We are discriminated against both in and out of the army; there are no Mazbhi generals or even colonels.... I would not want the Mazbhi Sikh unit to be broken up, or the Jats mixed in with us or we with the Jats. It is good to have separate units of Scheduled Caste Sikhs together, this way we can show our martial qualities to the Jats and to the rest even better.

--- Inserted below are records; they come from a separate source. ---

//! Line-driven front-end over the controllers.
//!
//! Uploads run on their own task so the prompt stays usable while one is in
//! flight; a second `upload` in the meantime is refused by the controller.

use crate::catalog::{week_label, COURSES};
use crate::controllers::UploadError;
use crate::models::SelectedFile;
use crate::services::metrics::get_metrics;
use crate::views::{render_courses, render_listing, render_results, render_week};
use crate::AppState;
use std::io::Write;
use tokio::io::{AsyncBufRead, AsyncBufReadExt};

pub const HELP: &str = "\
Commands:
  name <text>          set your name for the upload form
  file <path>          select a file to upload (no path clears it)
  upload               upload the selected file
  search <text>        search files by number (empty shows the default set)
  results              show the current search results
  files                list every stored file
  courses              list courses and weeks
  week <course> <week> show a week's content, e.g. `week 1 3`
  dismiss              close the last upload result
  metrics              print request metrics
  help                 show this help
  quit                 exit
";

const FORM_LOCKED: &str = "Upload in progress, the form cannot be changed until it finishes.";

#[derive(Debug, Clone, PartialEq, Eq)]
pub enum Command {
    Name(String),
    File(Option<String>),
    Upload,
    Search(String),
    Results,
    Files,
    Courses,
    Week { course: String, week: String },
    Dismiss,
    Metrics,
    Help,
    Quit,
    Unknown(String),
}

impl Command {
    pub fn parse(line: &str) -> Option<Command> {
        let line = line.trim_end_matches(['\r', '\n']);
        let trimmed = line.trim_start();
        if trimmed.is_empty() {
            return None;
        }

        let (word, rest) = trimmed.split_once(' ').unwrap_or((trimmed, ""));

        let command = match word {
            "name" => Command::Name(rest.to_string()),
            "file" => {
                let path = rest.trim();
                Command::File((!path.is_empty()).then(|| path.to_string()))
            }
            "upload" => Command::Upload,
            "search" => Command::Search(rest.to_string()),
            "results" => Command::Results,
            "files" => Command::Files,
            "courses" => Command::Courses,
            "week" => {
                let mut args = rest.split_whitespace();
                let course = args.next().unwrap_or_default();
                let week = args.next().unwrap_or_default();
                Command::Week {
                    course: resolve_course(course),
                    week: resolve_week(week),
                }
            }
            "dismiss" => Command::Dismiss,
            "metrics" => Command::Metrics,
            "help" | "?" => Command::Help,
            "quit" | "exit" => Command::Quit,
            other => Command::Unknown(other.to_string()),
        };
        Some(command)
    }
}

/// A 1-based course number picks from the course list; anything else is used as a name.
fn resolve_course(arg: &str) -> String {
    arg.parse::<usize>()
        .ok()
        .and_then(|n| n.checked_sub(1))
        .and_then(|index| COURSES.get(index))
        .map(|course| course.to_string())
        .unwrap_or_else(|| arg.to_string())
}

fn resolve_week(arg: &str) -> String {
    match arg.parse::<u32>() {
        Ok(week) => week_label(week),
        Err(_) => arg.to_string(),
    }
}

/// Print the results table whenever a search response is applied.
pub fn spawn_results_printer(state: &AppState) -> tokio::task::JoinHandle<()> {
    let mut updates = state.search.subscribe();
    let api = state.api.clone();

    tokio::spawn(async move {
        let mut shown = None;
        while updates.changed().await.is_ok() {
            let snapshot = updates.borrow_and_update().clone();
            let current = (snapshot.results_for, snapshot.results);
            if current.0.is_none() || shown.as_ref() == Some(&current) {
                continue;
            }

            {
                let mut stdout = std::io::stdout().lock();
                let _ = writeln!(stdout, "Results for {}:", current.0.as_deref().unwrap_or_default());
                let _ = write!(
                    stdout,
                    "{}",
                    render_results(&current.1, |file| api.file_url(file))
                );
                let _ = stdout.flush();
            }

            shown = Some(current);
        }
    })
}

pub async fn run<R, W>(state: &AppState, input: R, output: &mut W) -> anyhow::Result<()>
where
    R: AsyncBufRead + Unpin,
    W: Write,
{
    let mut lines = input.lines();
    write!(output, "{}", HELP)?;

    while let Some(line) = lines.next_line().await? {
        let Some(command) = Command::parse(&line) else {
            continue;
        };
        if command == Command::Quit {
            break;
        }
        execute(state, command, output).await?;
        output.flush()?;
    }

    state.search.cancel_pending();
    Ok(())
}

async fn execute<W: Write>(state: &AppState, command: Command, output: &mut W) -> anyhow::Result<()> {
    match command {
        Command::Name(name) => {
            if state.upload.set_submitter_name(name).is_err() {
                writeln!(output, "{}", FORM_LOCKED)?;
            }
        }
        Command::File(None) => match state.upload.select_file(None) {
            Ok(()) => writeln!(output, "File cleared.")?,
            Err(_) => writeln!(output, "{}", FORM_LOCKED)?,
        },
        Command::File(Some(path)) => match SelectedFile::from_path(&path).await {
            Ok(file) => {
                let file_name = file.file_name.clone();
                match state.upload.select_file(Some(file)) {
                    Ok(()) => writeln!(output, "Selected file: {}", file_name)?,
                    Err(_) => writeln!(output, "{}", FORM_LOCKED)?,
                }
            }
            Err(e) => {
                tracing::warn!(path = %path, error = %e, "Could not read file");
                writeln!(output, "Could not read {}: {}", path, e)?;
            }
        },
        Command::Upload => {
            if state.upload.status().is_loading() {
                writeln!(output, "Uploading...")?;
                return Ok(());
            }
            let upload = state.upload.clone();
            tokio::spawn(async move {
                if let Err(UploadError::InFlight) = upload.submit().await {
                    tracing::debug!("Upload skipped, another one is in flight");
                }
            });
        }
        Command::Search(text) => {
            state.search.set_query(text);
        }
        Command::Results => {
            let search = state.search.state();
            if let Some(number) = &search.results_for {
                writeln!(output, "Results for {}:", number)?;
            }
            let api = state.api.clone();
            write!(
                output,
                "{}",
                render_results(&search.results, |file| api.file_url(file))
            )?;
            if let Some(error) = search.last_error {
                writeln!(output, "(last search failed: {})", error)?;
            }
        }
        Command::Files => {
            if let Err(e) = state.listing.refresh().await {
                writeln!(output, "Could not load files: {}", e)?;
            }
            let api = state.api.clone();
            write!(
                output,
                "{}",
                render_listing(&state.listing.state().files, |file| api.file_url(file))
            )?;
        }
        Command::Courses => {
            write!(output, "{}", render_courses(state.catalog))?;
        }
        Command::Week { course, week } => {
            let topics = state.catalog.lookup(&course, &week);
            write!(output, "{}", render_week(&course, &week, &topics))?;
        }
        Command::Dismiss => state.upload.dismiss(),
        Command::Metrics => write!(output, "{}", get_metrics())?,
        Command::Help => write!(output, "{}", HELP)?,
        Command::Quit => {}
        Command::Unknown(word) => {
            writeln!(output, "Unknown command `{}`. Type `help`.", word)?;
        }
    }
    Ok(())
}
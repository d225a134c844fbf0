//! HTTP client for the remote file API.

use super::metrics::record_request;
use super::{ApiError, FileApi};
use crate::config::ApiSettings;
use crate::models::{FileRecord, SelectedFile, StoredFile, UploadRequest, UploadResponse};
use async_trait::async_trait;
use codeshare_core::observability::TracedClientExt;
use reqwest::multipart::{Form, Part};
use reqwest::{Client, Response};
use serde::de::DeserializeOwned;
use serde::Deserialize;
use std::time::Instant;

/// Error body sent by the upload endpoint on failure.
#[derive(Debug, Deserialize)]
struct ErrorBody {
    #[serde(default)]
    error: Option<String>,
}

pub struct HttpFileApi {
    client: Client,
    settings: ApiSettings,
}

impl HttpFileApi {
    pub fn new(settings: ApiSettings) -> Result<Self, ApiError> {
        let client = Client::builder()
            .timeout(settings.request_timeout())
            .build()
            .map_err(|e| ApiError::Network(format!("Failed to build HTTP client: {}", e)))?;

        Ok(Self { client, settings })
    }

    async fn read_json<T: DeserializeOwned>(&self, response: Response) -> Result<T, ApiError> {
        let status = response.status();

        if !status.is_success() {
            let message = response
                .json::<ErrorBody>()
                .await
                .ok()
                .and_then(|body| body.error);
            return Err(ApiError::Server {
                status: status.as_u16(),
                message,
            });
        }

        response
            .json::<T>()
            .await
            .map_err(|e| ApiError::Decode(e.to_string()))
    }

    fn observe<T>(operation: &str, started: Instant, result: &Result<T, ApiError>) {
        let outcome = match result {
            Ok(_) => "success",
            Err(ApiError::Server { .. }) => "server_error",
            Err(ApiError::Decode(_)) => "decode_error",
            Err(ApiError::Timeout(_)) => "timeout",
            Err(ApiError::Network(_)) => "network_error",
        };
        record_request(operation, outcome, started.elapsed());
    }
}

fn file_part(file: &SelectedFile) -> Part {
    let part = || Part::bytes(file.data.clone()).file_name(file.file_name.clone());

    match &file.content_type {
        Some(content_type) => part().mime_str(content_type).unwrap_or_else(|_| part()),
        None => part(),
    }
}

#[async_trait]
impl FileApi for HttpFileApi {
    #[tracing::instrument(
        skip(self, request),
        fields(file_name = %request.file.file_name, generated_id = request.generated_id)
    )]
    async fn upload(&self, request: &UploadRequest) -> Result<UploadResponse, ApiError> {
        let url = self.settings.url(&self.settings.upload_path);
        let started = Instant::now();

        let form = Form::new()
            .part("file", file_part(&request.file))
            .text("name", request.submitter_name.clone())
            .text("random_number", request.generated_id.to_string());

        let traced = self.client.traced_post(&url).multipart(form);
        let request_id = traced.request_id().to_string();

        let result = match traced.send().await {
            Ok(response) => self.read_json::<UploadResponse>(response).await,
            Err(e) => Err(ApiError::from_reqwest(e, self.settings.request_timeout())),
        };
        Self::observe("upload", started, &result);

        match &result {
            Ok(body) => tracing::info!(
                request_id = %request_id,
                file_id = body.random_number,
                "File uploaded"
            ),
            Err(e) => tracing::error!(request_id = %request_id, error = %e, "Upload failed"),
        }

        result
    }

    #[tracing::instrument(skip(self))]
    async fn search(&self, random_number: &str) -> Result<Vec<FileRecord>, ApiError> {
        let url = self.settings.url(&self.settings.search_path);
        let started = Instant::now();

        let traced = self
            .client
            .traced_get(&url)
            .query(&[("random_number", random_number)]);
        let request_id = traced.request_id().to_string();

        let result = match traced.send().await {
            Ok(response) => self.read_json::<Vec<FileRecord>>(response).await,
            Err(e) => Err(ApiError::from_reqwest(e, self.settings.request_timeout())),
        };
        Self::observe("search", started, &result);

        if let Ok(records) = &result {
            tracing::debug!(request_id = %request_id, hits = records.len(), "Search answered");
        }

        result
    }

    #[tracing::instrument(skip(self))]
    async fn list_files(&self) -> Result<Vec<StoredFile>, ApiError> {
        let url = self.settings.url(&self.settings.listing_path);
        let started = Instant::now();

        let result = match self.client.traced_get(&url).send().await {
            Ok(response) => self.read_json::<Vec<StoredFile>>(response).await,
            Err(e) => Err(ApiError::from_reqwest(e, self.settings.request_timeout())),
        };
        Self::observe("list_files", started, &result);

        result
    }

    fn file_url(&self, file: &str) -> String {
        format!(
            "{}{}",
            self.settings.url(&self.settings.uploads_path),
            file
        )
    }
}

What had happened to that Sikhism that had provided a dignified space to the lower castes and especially to the dalit communities that the dalit MP had to lament their treatment by the dominant Sikh castes? What had happened was the ‘caste’ and ‘untouchability’ had come to afflict the Sikhs, and afflict them badly in the nineteenth-twentieth centuries. There was a slow rise of Sanatan Sikhism, a fine admixture of Brahmanism and Sikhism, in the early nineteenth century which by the close of the century had assumed a vicious form. This is best reflected in an authoritative manual Khalsa Dharam Sastar (1914) of Sanatan Sikhism as quoted below:
From Braman to Nai, including Chhippe and Jhivara, all those belong to the fourfold caste system are not allowed to partake food cooked or touched by outcastes. This implies that just as the four Hindu castes can be polluted by the untouchables, similarly in the Sikh Khalsa religion all persons belonging to the four castes can be polluted too. Those Sikhs who belong to the untouchable groups (like the Mazhbi, Rahita and Ramdasia Sikhs) constitute a separate caste. These untouchable castes do not have the right to proceed beyond the fourth step in Sri Amritsar [at the Golden Temple]. Members of the high castes should take care not to mix with persons belonging to the lower castes. If someone seeks to do so he forfeits his claim of belonging to the high castes.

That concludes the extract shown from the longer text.